**WHAT THE TASK ASKS:** When a line of the entries contains "stage", please list that line.

**MATERIAL FOR THIS EXERCISE:**
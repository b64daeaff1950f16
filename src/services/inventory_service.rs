// src/services/inventory_service.rs

use chrono::Utc;
use rust_decimal::Decimal;

use crate::{
    common::{error::AppError, money::format_peso},
    db::{RecordRepository, Store, Transaction},
    models::inventory::{
        AdjustInventoryPayload, AdjustmentType, CreateInventoryItemPayload, CreatePurchaseOrderPayload,
        DEFAULT_MIN_STOCK, InventoryAdjustment, InventoryItem, InventoryItemView, InventorySummary,
        PurchaseOrder, PurchaseOrderLine, PurchaseOrderStatus, StockStatus,
    },
};

const UNKNOWN_ITEM: &str = "Unknown";

#[derive(Clone)]
pub struct InventoryService {
    store: Store,
    items: RecordRepository<InventoryItem>,
    adjustments: RecordRepository<InventoryAdjustment>,
    orders: RecordRepository<PurchaseOrder>,
}

impl InventoryService {
    pub fn new(store: Store) -> Self {
        Self {
            items: RecordRepository::new(store.clone()),
            adjustments: RecordRepository::new(store.clone()),
            orders: RecordRepository::new(store.clone()),
            store,
        }
    }

    pub async fn list(&self, search: Option<&str>, low_stock_only: bool) -> Result<Vec<InventoryItemView>, AppError> {
        let query = search.map(|q| q.trim().to_lowercase()).unwrap_or_default();
        Ok(self
            .items
            .list()
            .await?
            .into_iter()
            .filter(|i| query.is_empty() || i.name.to_lowercase().contains(&query) || i.id.to_lowercase().contains(&query))
            .filter(|i| !low_stock_only || i.stock_status() != StockStatus::InStock)
            .map(InventoryItemView::from)
            .collect())
    }

    pub async fn summary(&self) -> Result<InventorySummary, AppError> {
        let items = self.items.list().await?;
        let total_value: Decimal = items.iter().map(InventoryItem::value).sum();

        Ok(InventorySummary {
            item_count: items.len(),
            low_stock_count: items.iter().filter(|i| i.stock_status() == StockStatus::LowStock).count(),
            out_of_stock_count: items.iter().filter(|i| i.stock_status() == StockStatus::OutOfStock).count(),
            total_value,
            total_value_display: format_peso(total_value),
        })
    }

    pub async fn add_item(&self, payload: CreateInventoryItemPayload) -> Result<InventoryItemView, AppError> {
        let name = payload.name.trim();
        if name.is_empty() {
            return Err(AppError::MissingFields(vec!["name".into()]));
        }
        if payload.qty < 0 || payload.unit_price < Decimal::ZERO {
            return Err(AppError::InvalidInput("Quantity and unit price cannot be negative.".into()));
        }

        let item = InventoryItem {
            id: String::new(),
            name: name.to_string(),
            qty: payload.qty,
            unit_price: payload.unit_price,
            min_stock: if payload.min_stock > 0 { payload.min_stock } else { DEFAULT_MIN_STOCK },
        };

        let mut tx = self.store.begin().await;
        let item = self.items.create(&mut tx, item).await?;
        tx.commit().await?;

        tracing::info!(item_id = %item.id, "📦 Item de estoque cadastrado");
        Ok(item.into())
    }

    /// Entrada ou baixa de estoque, com o registro do ajuste no mesmo lote.
    pub async fn adjust(&self, id: &str, payload: AdjustInventoryPayload, actor: &str) -> Result<InventoryAdjustment, AppError> {
        if payload.quantity <= 0 {
            return Err(AppError::InvalidInput("Please enter a valid quantity".into()));
        }
        let reason = payload.reason.trim();
        if reason.is_empty() {
            return Err(AppError::InvalidInput("Please enter a reason for adjustment".into()));
        }

        let delta = match payload.adjustment_type {
            AdjustmentType::Add => payload.quantity,
            AdjustmentType::Subtract => -payload.quantity,
        };

        let mut tx = self.store.begin().await;
        let mut previous_qty = 0;
        let item = self
            .items
            .update(&mut tx, id, |item| {
                let new_qty = item
                    .qty
                    .checked_add(delta)
                    .ok_or_else(|| AppError::InvalidInput("Quantity is out of range".into()))?;
                if new_qty < 0 {
                    return Err(AppError::InvalidInput("Cannot adjust below 0 quantity".into()));
                }
                previous_qty = item.qty;
                item.qty = new_qty;
                Ok(())
            })
            .await?;

        let adjustment = self
            .adjustments
            .create(
                &mut tx,
                InventoryAdjustment {
                    id: String::new(),
                    item_id: item.id.clone(),
                    item_name: item.name.clone(),
                    previous_qty,
                    new_qty: item.qty,
                    adjustment: delta,
                    reason: reason.to_string(),
                    date: Some(Utc::now()),
                    adjustment_type: payload.adjustment_type,
                    adjusted_by: actor.to_string(),
                },
            )
            .await?;
        tx.commit().await?;

        tracing::info!(item_id = %item.id, delta, "Estoque ajustado");
        Ok(adjustment)
    }

    pub async fn list_adjustments(&self, item_id: Option<&str>) -> Result<Vec<InventoryAdjustment>, AppError> {
        let adjustments = self.adjustments.list().await?;
        Ok(match item_id {
            Some(id) => adjustments.into_iter().filter(|a| a.item_id == id).collect(),
            None => adjustments,
        })
    }

    pub async fn delete_adjustment(&self, id: &str, reason: &str, actor: &str) -> Result<InventoryAdjustment, AppError> {
        let mut tx = self.store.begin().await;
        let removed = self.adjustments.delete(&mut tx, id, reason, actor).await?;
        tx.commit().await?;
        Ok(removed)
    }

    pub async fn list_purchase_orders(&self, status: Option<PurchaseOrderStatus>) -> Result<Vec<PurchaseOrder>, AppError> {
        Ok(self
            .orders
            .list()
            .await?
            .into_iter()
            .filter(|o| status.is_none_or(|s| o.status == s))
            .collect())
    }

    pub async fn create_purchase_order(&self, payload: CreatePurchaseOrderPayload) -> Result<PurchaseOrder, AppError> {
        let vendor = payload.vendor.trim();
        let date = match payload.date {
            Some(date) if !vendor.is_empty() && !payload.items.is_empty() => date,
            _ => {
                return Err(AppError::InvalidInput(
                    "Please fill vendor, date and add at least one item.".into(),
                ))
            }
        };

        let known = self.items.list().await?;
        let mut lines = Vec::with_capacity(payload.items.len());
        for line in payload.items {
            let item_id = line.item_id.trim();
            let price = match line.price {
                Some(price) if !item_id.is_empty() && line.qty > 0 && price >= Decimal::ZERO => price,
                _ => {
                    return Err(AppError::InvalidInput(
                        "Please complete all item rows (select item, qty > 0, price).".into(),
                    ))
                }
            };

            let name = known
                .iter()
                .find(|i| i.id == item_id)
                .map(|i| i.name.clone())
                .unwrap_or_else(|| line.name.trim().to_string());
            lines.push(PurchaseOrderLine {
                item_id: item_id.to_string(),
                name,
                qty: line.qty,
                price,
                line_total: Decimal::from(line.qty) * price,
            });
        }

        let order = PurchaseOrder {
            id: String::new(),
            vendor: vendor.to_string(),
            date: Some(date),
            total: lines.iter().map(|l| l.line_total).sum(),
            items: lines,
            status: PurchaseOrderStatus::Pending,
            created_at: Some(Utc::now()),
            received_at: None,
        };

        let mut tx = self.store.begin().await;
        let order = self.orders.create(&mut tx, order).await?;
        tx.commit().await?;

        tracing::info!(order_id = %order.id, total = %order.total, "🧾 Pedido de compra criado");
        Ok(order)
    }

    /// Dá entrada de todas as linhas no estoque e marca o pedido como recebido, num único lote.
    pub async fn receive_purchase_order(&self, id: &str, actor: &str) -> Result<PurchaseOrder, AppError> {
        let mut tx = self.store.begin().await;
        let now = Utc::now();
        let order = self
            .orders
            .update(&mut tx, id, |order| {
                if order.status != PurchaseOrderStatus::Pending {
                    return Err(AppError::Conflict(format!("Purchase order {} was already received", order.id)));
                }
                order.status = PurchaseOrderStatus::Received;
                order.received_at = Some(now);
                Ok(())
            })
            .await?;

        let reason = format!("Received {}", order.id);
        for line in &order.items {
            self.stock_in(&mut tx, line, &reason, actor).await?;
        }
        tx.commit().await?;

        tracing::info!(order_id = %order.id, lines = order.items.len(), "Pedido de compra recebido");
        Ok(order)
    }

    // Soma a linha ao item existente ou cadastra um novo com o ID do pedido
    async fn stock_in(&self, tx: &mut Transaction, line: &PurchaseOrderLine, reason: &str, actor: &str) -> Result<(), AppError> {
        let existing = self.items.list_in(tx).await?.into_iter().find(|i| i.id == line.item_id);
        let (item, previous_qty) = match existing {
            Some(current) => {
                let item = self
                    .items
                    .update(tx, &line.item_id, |item| {
                        item.qty = item
                            .qty
                            .checked_add(line.qty)
                            .ok_or_else(|| AppError::InvalidInput("Quantity is out of range".into()))?;
                        Ok(())
                    })
                    .await?;
                (item, current.qty)
            }
            None => {
                let name = match line.name.trim() {
                    "" => UNKNOWN_ITEM.to_string(),
                    name => name.to_string(),
                };
                let item = InventoryItem {
                    id: line.item_id.clone(),
                    name,
                    qty: line.qty,
                    unit_price: line.price,
                    min_stock: DEFAULT_MIN_STOCK,
                };
                (self.items.create(tx, item).await?, 0)
            }
        };

        self.adjustments
            .create(
                tx,
                InventoryAdjustment {
                    id: String::new(),
                    item_id: item.id.clone(),
                    item_name: item.name.clone(),
                    previous_qty,
                    new_qty: item.qty,
                    adjustment: line.qty,
                    reason: reason.to_string(),
                    date: Some(Utc::now()),
                    adjustment_type: AdjustmentType::Add,
                    adjusted_by: actor.to_string(),
                },
            )
            .await?;
        Ok(())
    }

    /// Cancela um pedido ainda pendente; fica registrado no `deletionLog`.
    pub async fn cancel_purchase_order(&self, id: &str, reason: &str, actor: &str) -> Result<PurchaseOrder, AppError> {
        let mut tx = self.store.begin().await;
        let order = self.orders.get_in(&mut tx, id).await?;
        if order.status != PurchaseOrderStatus::Pending {
            return Err(AppError::Conflict(format!("Purchase order {} was already received", order.id)));
        }
        let removed = self.orders.delete(&mut tx, id, reason, actor).await?;
        tx.commit().await?;
        Ok(removed)
    }
}
// src/db/lease_repo.rs

use crate::{
    common::error::AppError,
    db::record_store::{Collection, Store, Transaction},
    models::lease::{LeaseRequest, LeaseStatus},
};

// O repositório de contratos. É o único lugar que conhece as três coleções
// espelhadas (`leases`, `leaseRequests`, `approvedLeases`) e as mantém em sincronia.
#[derive(Clone)]
pub struct LeaseRepository {
    store: Store,
}

impl LeaseRepository {
    pub fn new(store: Store) -> Self {
        Self { store }
    }

    /// Todos os contratos (`leases` é a visão completa).
    pub async fn list(&self) -> Result<Vec<LeaseRequest>, AppError> {
        self.store.load(Collection::Leases).await
    }

    pub async fn list_requests(&self) -> Result<Vec<LeaseRequest>, AppError> {
        self.store.load(Collection::LeaseRequests).await
    }

    pub async fn list_approved(&self) -> Result<Vec<LeaseRequest>, AppError> {
        self.store.load(Collection::ApprovedLeases).await
    }

    pub async fn find(&self, id: &str) -> Result<Option<LeaseRequest>, AppError> {
        Ok(self.list().await?.into_iter().find(|l| l.id == id))
    }

    pub async fn list_in(&self, tx: &mut Transaction) -> Result<Vec<LeaseRequest>, AppError> {
        tx.load(Collection::Leases).await
    }

    /// Solicitação como vista pelo fluxo de aprovação; cai para `leases` se só existir lá.
    pub async fn find_request_in(&self, tx: &mut Transaction, id: &str) -> Result<LeaseRequest, AppError> {
        let requests: Vec<LeaseRequest> = tx.load(Collection::LeaseRequests).await?;
        if let Some(found) = requests.into_iter().find(|l| l.id == id) {
            return Ok(found);
        }
        self.find_in(tx, id).await
    }

    pub async fn find_in(&self, tx: &mut Transaction, id: &str) -> Result<LeaseRequest, AppError> {
        self.list_in(tx)
            .await?
            .into_iter()
            .find(|l| l.id == id)
            .ok_or_else(|| AppError::NotFound(format!("Lease {} not found", id)))
    }

    /// Nova solicitação: entra em `leaseRequests` e em `leases`.
    pub async fn insert(&self, tx: &mut Transaction, lease: &LeaseRequest) -> Result<(), AppError> {
        let mut requests: Vec<LeaseRequest> = tx.load(Collection::LeaseRequests).await?;
        let mut leases = self.list_in(tx).await?;
        if leases.iter().chain(requests.iter()).any(|l| l.id == lease.id) {
            return Err(AppError::Conflict(format!("Lease {} already exists", lease.id)));
        }

        requests.push(lease.clone());
        leases.push(lease.clone());
        tx.stage(Collection::LeaseRequests, &requests)?;
        tx.stage(Collection::Leases, &leases)?;
        Ok(())
    }

    /// Aprovação: a solicitação fica `Approved`, uma cópia vai para `approvedLeases`
    /// e `leases` passa a refletir o contrato como `Active`.
    pub async fn record_approval(&self, tx: &mut Transaction, approved: &LeaseRequest) -> Result<LeaseRequest, AppError> {
        self.upsert(tx, Collection::LeaseRequests, approved.clone()).await?;

        let mut history: Vec<LeaseRequest> = tx.load(Collection::ApprovedLeases).await?;
        history.push(approved.clone());
        tx.stage(Collection::ApprovedLeases, &history)?;

        let mut active = approved.clone();
        active.status = LeaseStatus::Active;
        self.upsert(tx, Collection::Leases, active.clone()).await?;
        Ok(active)
    }

    /// Rejeição gravada na solicitação e espelhada em `leases`.
    pub async fn record_rejection(&self, tx: &mut Transaction, rejected: &LeaseRequest) -> Result<(), AppError> {
        self.upsert(tx, Collection::LeaseRequests, rejected.clone()).await?;
        self.upsert(tx, Collection::Leases, rejected.clone()).await
    }

    /// Renovação: `leases` recebe o registro inteiro; em `leaseRequests` só datas,
    /// valor e observações mudam, e só se a solicitação existir lá.
    pub async fn record_renewal(&self, tx: &mut Transaction, renewed: &LeaseRequest, request_remarks: String) -> Result<(), AppError> {
        self.upsert(tx, Collection::Leases, renewed.clone()).await?;

        let mut requests: Vec<LeaseRequest> = tx.load(Collection::LeaseRequests).await?;
        if let Some(request) = requests.iter_mut().find(|l| l.id == renewed.id) {
            request.lease_start = renewed.lease_start;
            request.lease_end = renewed.lease_end;
            request.monthly_rate = renewed.monthly_rate;
            request.remarks = request_remarks;
            tx.stage(Collection::LeaseRequests, &requests)?;
        }
        Ok(())
    }

    async fn upsert(&self, tx: &mut Transaction, collection: Collection, lease: LeaseRequest) -> Result<(), AppError> {
        let mut all: Vec<LeaseRequest> = tx.load(collection).await?;
        match all.iter_mut().find(|l| l.id == lease.id) {
            Some(existing) => *existing = lease,
            None => all.push(lease),
        }
        tx.stage(collection, &all)
    }
}
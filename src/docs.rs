// src/docs.rs

use utoipa::OpenApi;
use utoipa::openapi::security::{Http, HttpAuthScheme, SecurityScheme};
use crate::handlers;
use crate::models;

#[derive(OpenApi)]
#[openapi(
    paths(
        // --- Auth ---
        handlers::auth::register,
        handlers::auth::login,

        // --- Users ---
        handlers::auth::get_me,
        handlers::auth::list_users,
        handlers::auth::update_user,
        handlers::auth::delete_user,

        // --- Stalls ---
        handlers::stalls::list_stalls,
        handlers::stalls::list_available,
        handlers::stalls::get_stall,
        handlers::stalls::create_stall,
        handlers::stalls::update_stall,
        handlers::stalls::delete_stall,

        // --- Leases ---
        handlers::leases::list_leases,
        handlers::leases::list_requests,
        handlers::leases::list_approved,
        handlers::leases::list_renewable,
        handlers::leases::get_lease,
        handlers::leases::submit_lease,
        handlers::leases::approve_lease,
        handlers::leases::reject_lease,
        handlers::leases::renew_lease,

        // --- Tenants ---
        handlers::tenants::list_tenants,
        handlers::tenants::get_tenant,
        handlers::tenants::update_tenant,
        handlers::tenants::delete_tenant,

        // --- Expenses ---
        handlers::expenses::list_expenses,
        handlers::expenses::get_expense,
        handlers::expenses::create_expense,
        handlers::expenses::approve_expense,
        handlers::expenses::reject_expense,
        handlers::expenses::review_expense,
        handlers::expenses::generate_check_request,
        handlers::expenses::authorize_release,
        handlers::expenses::delete_expense,

        // --- Checks ---
        handlers::checks::list_requests,
        handlers::checks::list_releases,
        handlers::checks::create_request,
        handlers::checks::approve_request,
        handlers::checks::reject_request,
        handlers::checks::release_request,
        handlers::checks::delete_request,

        // --- Inventory ---
        handlers::inventory::list_items,
        handlers::inventory::get_summary,
        handlers::inventory::create_item,
        handlers::inventory::adjust_stock,
        handlers::inventory::list_adjustments,
        handlers::inventory::delete_adjustment,
        handlers::inventory::list_purchase_orders,
        handlers::inventory::create_purchase_order,
        handlers::inventory::receive_purchase_order,
        handlers::inventory::cancel_purchase_order,

        // --- Payments ---
        handlers::payments::list_payments,
        handlers::payments::get_payment,
        handlers::payments::record_payment,
        handlers::payments::record_bulk,
        handlers::payments::daily_breakdown,
        handlers::payments::delete_payment,

        // --- Collectors ---
        handlers::payments::list_collectors,
        handlers::payments::assign_collector,

        // --- Documents ---
        handlers::documents::validate_upload,
        handlers::documents::capture_photo,
    ),
    components(
        schemas(
            // --- Auth ---
            models::auth::UserStatus,
            models::auth::UserProfile,
            models::auth::RegisterUserPayload,
            models::auth::UpdateUserPayload,
            models::auth::LoginUserPayload,
            models::auth::AuthResponse,

            // --- Stalls ---
            models::stall::StallStatus,
            models::stall::ElectricityType,
            models::stall::WaterType,
            models::stall::StallStructure,
            models::stall::StallUtilities,
            models::stall::Stall,
            models::stall::StallPayload,

            // --- Leases ---
            models::lease::LeaseStatus,
            models::lease::TenantInfo,
            models::lease::RenewalEntry,
            models::lease::RateTrend,
            models::lease::LeaseRequest,
            models::lease::SubmitLeasePayload,
            models::lease::ApproveLeasePayload,
            models::lease::RejectLeasePayload,
            models::lease::RenewLeasePayload,
            models::lease::ApprovedLease,
            models::document::DocumentFile,
            models::document::LeaseDocuments,

            // --- Tenants ---
            models::tenant::TenantStatus,
            models::tenant::Tenant,
            models::tenant::UpdateTenantPayload,

            // --- Finance ---
            models::finance::ExpenseStatus,
            models::finance::ExpensePaymentStatus,
            models::finance::ApprovalHistoryEntry,
            models::finance::Expense,
            models::finance::CreateExpensePayload,
            models::finance::ExpenseDecisionPayload,
            models::finance::ReasonPayload,
            models::finance::CheckRequestStatus,
            models::finance::CheckRequest,
            models::finance::CheckRelease,
            models::finance::CreateCheckRequestPayload,
            models::finance::ReleasedCheck,

            // --- Inventory ---
            models::inventory::InventoryItem,
            models::inventory::StockStatus,
            models::inventory::AdjustmentType,
            models::inventory::InventoryAdjustment,
            models::inventory::CreateInventoryItemPayload,
            models::inventory::AdjustInventoryPayload,
            models::inventory::InventoryItemView,
            models::inventory::InventorySummary,
            models::inventory::PurchaseOrderStatus,
            models::inventory::PurchaseOrderLine,
            models::inventory::PurchaseOrder,
            models::inventory::PurchaseOrderLinePayload,
            models::inventory::CreatePurchaseOrderPayload,

            // --- Payments ---
            models::payment::PaymentCategory,
            models::payment::PaymentType,
            models::payment::ReceiptType,
            models::payment::PaymentBreakdown,
            models::payment::Payment,
            models::payment::RecordPaymentPayload,
            models::payment::ManualPaymentEntry,
            models::payment::BulkPaymentPayload,
            models::payment::DailyBreakdown,
            models::payment::Collector,
            models::payment::AssignCollectorPayload,

            // --- Audit ---
            models::audit::DeletionRecord,

            // --- Documents ---
            handlers::documents::CapturePayload,
        )
    ),
    tags(
        (name = "Auth", description = "Registro e emissão de token"),
        (name = "Users", description = "Usuários administrativos"),
        (name = "Stalls", description = "Cadastro de bancas"),
        (name = "Leases", description = "Solicitação, aprovação, rejeição e renovação de contratos"),
        (name = "Tenants", description = "Inquilinos criados na aprovação"),
        (name = "Expenses", description = "Despesas e fluxo de aprovação"),
        (name = "Checks", description = "Pedidos e liberação de cheques"),
        (name = "Inventory", description = "Estoque, ajustes e pedidos de compra"),
        (name = "Payments", description = "Cobranças e recibos"),
        (name = "Collectors", description = "Cobradores e suas áreas"),
        (name = "Documents", description = "Validação de anexos e captura de fotos")
    ),
    modifiers(&SecurityAddon)
)]
pub struct ApiDoc;

struct SecurityAddon;

impl utoipa::Modify for SecurityAddon {
    fn modify(&self, openapi: &mut utoipa::openapi::OpenApi) {
        let components = openapi.components.get_or_insert_with(Default::default);
        components.add_security_scheme(
            "api_jwt",
            SecurityScheme::Http(
                Http::new(HttpAuthScheme::Bearer)
            ),
        );
    }
}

**ANSWER SECTION:**
        tx.stage(Collection::LeaseRequests, &requests)?;
        tx.stage(Collection::Leases, &leases)?;
        tx.stage(Collection::ApprovedLeases, &history)?;
            tx.stage(Collection::LeaseRequests, &requests)?;
        tx.stage(collection, &all)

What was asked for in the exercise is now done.